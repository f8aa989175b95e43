use crate::PostgresStore;
use crate::error::store_error;
use crate::rows::EventSettingsRow;
use async_trait::async_trait;
use party_rsvp_core::providers::EventSettingsRepository;
use party_rsvp_core::{EventSettings, Result, RsvpError};

#[async_trait]
impl EventSettingsRepository for PostgresStore {
    async fn get_event_settings(&self) -> Result<EventSettings> {
        let row: Option<EventSettingsRow> = sqlx::query_as(
            r"
            SELECT title, event_date, party_time, intro_text, location
            FROM event_settings
            WHERE id = 1
            ",
        )
        .fetch_optional(&self.pool)
        .await
        .map_err(|e| store_error("get_event_settings", &e))?;

        row.map(EventSettings::from)
            .ok_or_else(|| RsvpError::not_found("Event settings", 1))
    }

    async fn replace_event_settings(&self, settings: &EventSettings) -> Result<EventSettings> {
        let row: EventSettingsRow = sqlx::query_as(
            r"
            INSERT INTO event_settings (id, title, event_date, party_time, intro_text, location)
            VALUES (1, $1, $2, $3, $4, $5)
            ON CONFLICT (id) DO UPDATE SET
                title = EXCLUDED.title,
                event_date = EXCLUDED.event_date,
                party_time = EXCLUDED.party_time,
                intro_text = EXCLUDED.intro_text,
                location = EXCLUDED.location,
                updated_at = now()
            RETURNING title, event_date, party_time, intro_text, location
            ",
        )
        .bind(&settings.title)
        .bind(&settings.event_date)
        .bind(&settings.party_time)
        .bind(&settings.intro_text)
        .bind(&settings.location)
        .fetch_one(&self.pool)
        .await
        .map_err(|e| store_error("replace_event_settings", &e))?;

        tracing::info!("Event settings updated");
        Ok(row.into())
    }
}
//! Mock admin repository for testing.

use crate::error::{AuthError, Result};
use crate::providers::AdminRepository;
use crate::state::{AdminId, AdminRecord};
use async_trait::async_trait;
use std::collections::HashMap;
use std::sync::{Arc, Mutex};

/// Mock admin repository.
///
/// Uses in-memory storage for testing.
#[derive(Debug, Clone, Default)]
pub struct MockAdminRepository {
    admins: Arc<Mutex<HashMap<String, AdminRecord>>>,
}

impl MockAdminRepository {
    /// Create a new mock admin repository.
    #[must_use]
    pub fn new() -> Self {
        Self::default()
    }

    /// Get count of stored admins (for testing).
    ///
    /// # Errors
    ///
    /// Returns error if lock is poisoned.
    pub fn admin_count(&self) -> Result<usize> {
        Ok(self
            .admins
            .lock()
            .map_err(|_| AuthError::InternalError("Mutex lock failed".to_string()))?
            .len())
    }
}

#[async_trait]
impl AdminRepository for MockAdminRepository {
    async fn find_admin_by_email(&self, email: &str) -> Result<Option<AdminRecord>> {
        Ok(self
            .admins
            .lock()
            .map_err(|_| AuthError::InternalError("Mutex lock failed".to_string()))?
            .get(email)
            .cloned())
    }

    async fn upsert_admin(&self, email: &str, password_hash: &str) -> Result<AdminId> {
        let mut admins = self
            .admins
            .lock()
            .map_err(|_| AuthError::InternalError("Mutex lock failed".to_string()))?;

        let next_id = AdminId(i64::try_from(admins.len()).unwrap_or(i64::MAX) + 1);
        let record = admins
            .entry(email.to_string())
            .or_insert_with(|| AdminRecord {
                id: next_id,
                email: email.to_string(),
                password_hash: String::new(),
            });
        record.password_hash = password_hash.to_string();
        Ok(record.id)
    }
}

◇ ◇ ◇ ◇ ◇ ◇ ◇

◆ WHAT IS NEEDED
Print all the entries exactly as written.

◆ REPLY
repository f8aa989175b95e43
use crate::PostgresStore;
use crate::error::store_error;
use crate::rows::EventSettingsRow;
use async_trait::async_trait;
use party_rsvp_core::providers::EventSettingsRepository;
use party_rsvp_core::{EventSettings, Result, RsvpError};

#[async_trait]
impl EventSettingsRepository for PostgresStore {
    async fn get_event_settings(&self) -> Result<EventSettings> {
        let row: Option<EventSettingsRow> = sqlx::query_as(
            r"
            SELECT title, event_date, party_time, intro_text, location
            FROM event_settings
            WHERE id = 1
            ",
        )
        .fetch_optional(&self.pool)
        .await
        .map_err(|e| store_error("get_event_settings", &e))?;

        row.map(EventSettings::from)
            .ok_or_else(|| RsvpError::not_found("Event settings", 1))
    }

    async fn replace_event_settings(&self, settings: &EventSettings) -> Result<EventSettings> {
        let row: EventSettingsRow = sqlx::query_as(
            r"
            INSERT INTO event_settings (id, title, event_date, party_time, intro_text, location)
            VALUES (1, $1, $2, $3, $4, $5)
            ON CONFLICT (id) DO UPDATE SET
                title = EXCLUDED.title,
                event_date = EXCLUDED.event_date,
                party_time = EXCLUDED.party_time,
                intro_text = EXCLUDED.intro_text,
                location = EXCLUDED.location,
                updated_at = now()
            RETURNING title, event_date, party_time, intro_text, location
            ",
        )
        .bind(&settings.title)
        .bind(&settings.event_date)
        .bind(&settings.party_time)
        .bind(&settings.intro_text)
        .bind(&settings.location)
        .fetch_one(&self.pool)
        .await
        .map_err(|e| store_error("replace_event_settings", &e))?;

        tracing::info!("Event settings updated");
        Ok(row.into())
    }
}
//! Mock admin repository for testing.

use crate::error::{AuthError, Result};
use crate::providers::AdminRepository;
use crate::state::{AdminId, AdminRecord};
use async_trait::async_trait;
use std::collections::HashMap;
use std::sync::{Arc, Mutex};

/// Mock admin repository.
///
/// Uses in-memory storage for testing.
#[derive(Debug, Clone, Default)]
pub struct MockAdminRepository {
    admins: Arc<Mutex<HashMap<String, AdminRecord>>>,
}

impl MockAdminRepository {
    /// Create a new mock admin repository.
    #[must_use]
    pub fn new() -> Self {
        Self::default()
    }

    /// Get count of stored admins (for testing).
    ///
    /// # Errors
    ///
    /// Returns error if lock is poisoned.
    pub fn admin_count(&self) -> Result<usize> {
        Ok(self
            .admins
            .lock()
            .map_err(|_| AuthError::InternalError("Mutex lock failed".to_string()))?
            .len())
    }
}

#[async_trait]
impl AdminRepository for MockAdminRepository {
    async fn find_admin_by_email(&self, email: &str) -> Result<Option<AdminRecord>> {
        Ok(self
            .admins
            .lock()
            .map_err(|_| AuthError::InternalError("Mutex lock failed".to_string()))?
            .get(email)
            .cloned())
    }

    async fn upsert_admin(&self, email: &str, password_hash: &str) -> Result<AdminId> {
        let mut admins = self
            .admins
            .lock()
            .map_err(|_| AuthError::InternalError("Mutex lock failed".to_string()))?;

        let next_id = AdminId(i64::try_from(admins.len()).unwrap_or(i64::MAX) + 1);
        let record = admins
            .entry(email.to_string())
            .or_insert_with(|| AdminRecord {
                id: next_id,
                email: email.to_string(),
                password_hash: String::new(),
            });
        record.password_hash = password_hash.to_string();
        Ok(record.id)
    }
}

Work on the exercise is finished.